Shareholder Dilution
Shareholder dilution describes a dramatic increase of shares of common stock sold to outside investors, which lowers ownership percentages for the older individual shares of existing shareholders. A corporation might issue new stock to raise fresh capital, buy out competitors, convert bonds and preferred shares into common stock, and to also compensate employees through stock option grants.
Net income statements will list out both basic and diluted earnings per share – to account for stock options and convertible debt already on the books. For Microsoft, its 2023 EPS would have declined slightly, from $9.72 to $9.68, after increasing its 2023 share count by a planned 16 million.
Against this backdrop, it is BlackBerry that stands alone in infamy, for dilution and the subsequent destruction of shareholder value. On June 19, 2008, BlackBerry stock peaked at $147.55 per share, for $80 billion in market capitalization.

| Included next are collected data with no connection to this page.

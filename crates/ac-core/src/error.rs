use thiserror::Error;

#[derive(Error, Debug)]
pub enum Error {
    #[error("Network error: {0}")]
    Network(String),

    #[error("Stream error: {0}")]
    Stream(String),

    #[error("Configuration error: {0}")]
    Config(String),
}

impl Error {
    pub fn network(message: impl Into<String>) -> Self {
        Self::Network(message.into())
    }

    pub fn stream(message: impl Into<String>) -> Self {
        Self::Stream(message.into())
    }

    pub fn config(message: impl Into<String>) -> Self {
        Self::Config(message.into())
    }
}

#[cfg(test)]
mod tests {
    use super::*;

    #[test]
    fn test_error_display() {
        let err = Error::network("connection refused");
        assert_eq!(err.to_string(), "Network error: connection refused");
    }

    #[test]
    fn test_config_display() {
        let err = Error::config("accent must be a hex color");
        assert_eq!(err.to_string(), "Configuration error: accent must be a hex color");
    }
}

By 2024, BlackBerry stock had collapsed to $3.40 and a meager $2 billion market cap, after sharply increasing its share count from 500 million to 600 million through excessive stock options and wonton convertible debt. BlackBerry is in a death spiral and must tap capital markets for working capital to simply stay afloat, instead of generating sales and profits through its core operations.
In 2008, BlackBerry had won the battle for commercial handset market share, only to ultimately be routed in the Web 2.0 War to the likes of Apple, Microsoft, and Google. Shareholder dilution is a typical marker for a failing business desperate to raise cash by any means necessary.
Financial Strategy
Dilution is often times the beginning of the end and long-term investors should consider exiting immediately, when management shows a reckless disregard for shareholder value. Intelligent investors read tea leaves through the statement of cash flows. Here, the financing activities section will show both the proceeds from the issuance of stock and cash spent upon the repurchases of common stock.
Expect for a mature business to buy back its own stock – at the same time that it issues new stock to make good upon executive compensation and options grants.
Apple, of course, has taken this tried-and-true cash management practice several steps further. Apple has spent more than $600 billion over the course of the past decade to retire nearly half of its shares of outstanding common stock.
Apple EPS improved from $5.67 to $6.16 between fiscal 2021 and 2023, despite net income barely budging through this very same time frame. Apple stock responded in kind, by skyrocketing up 45% through calendar 2023.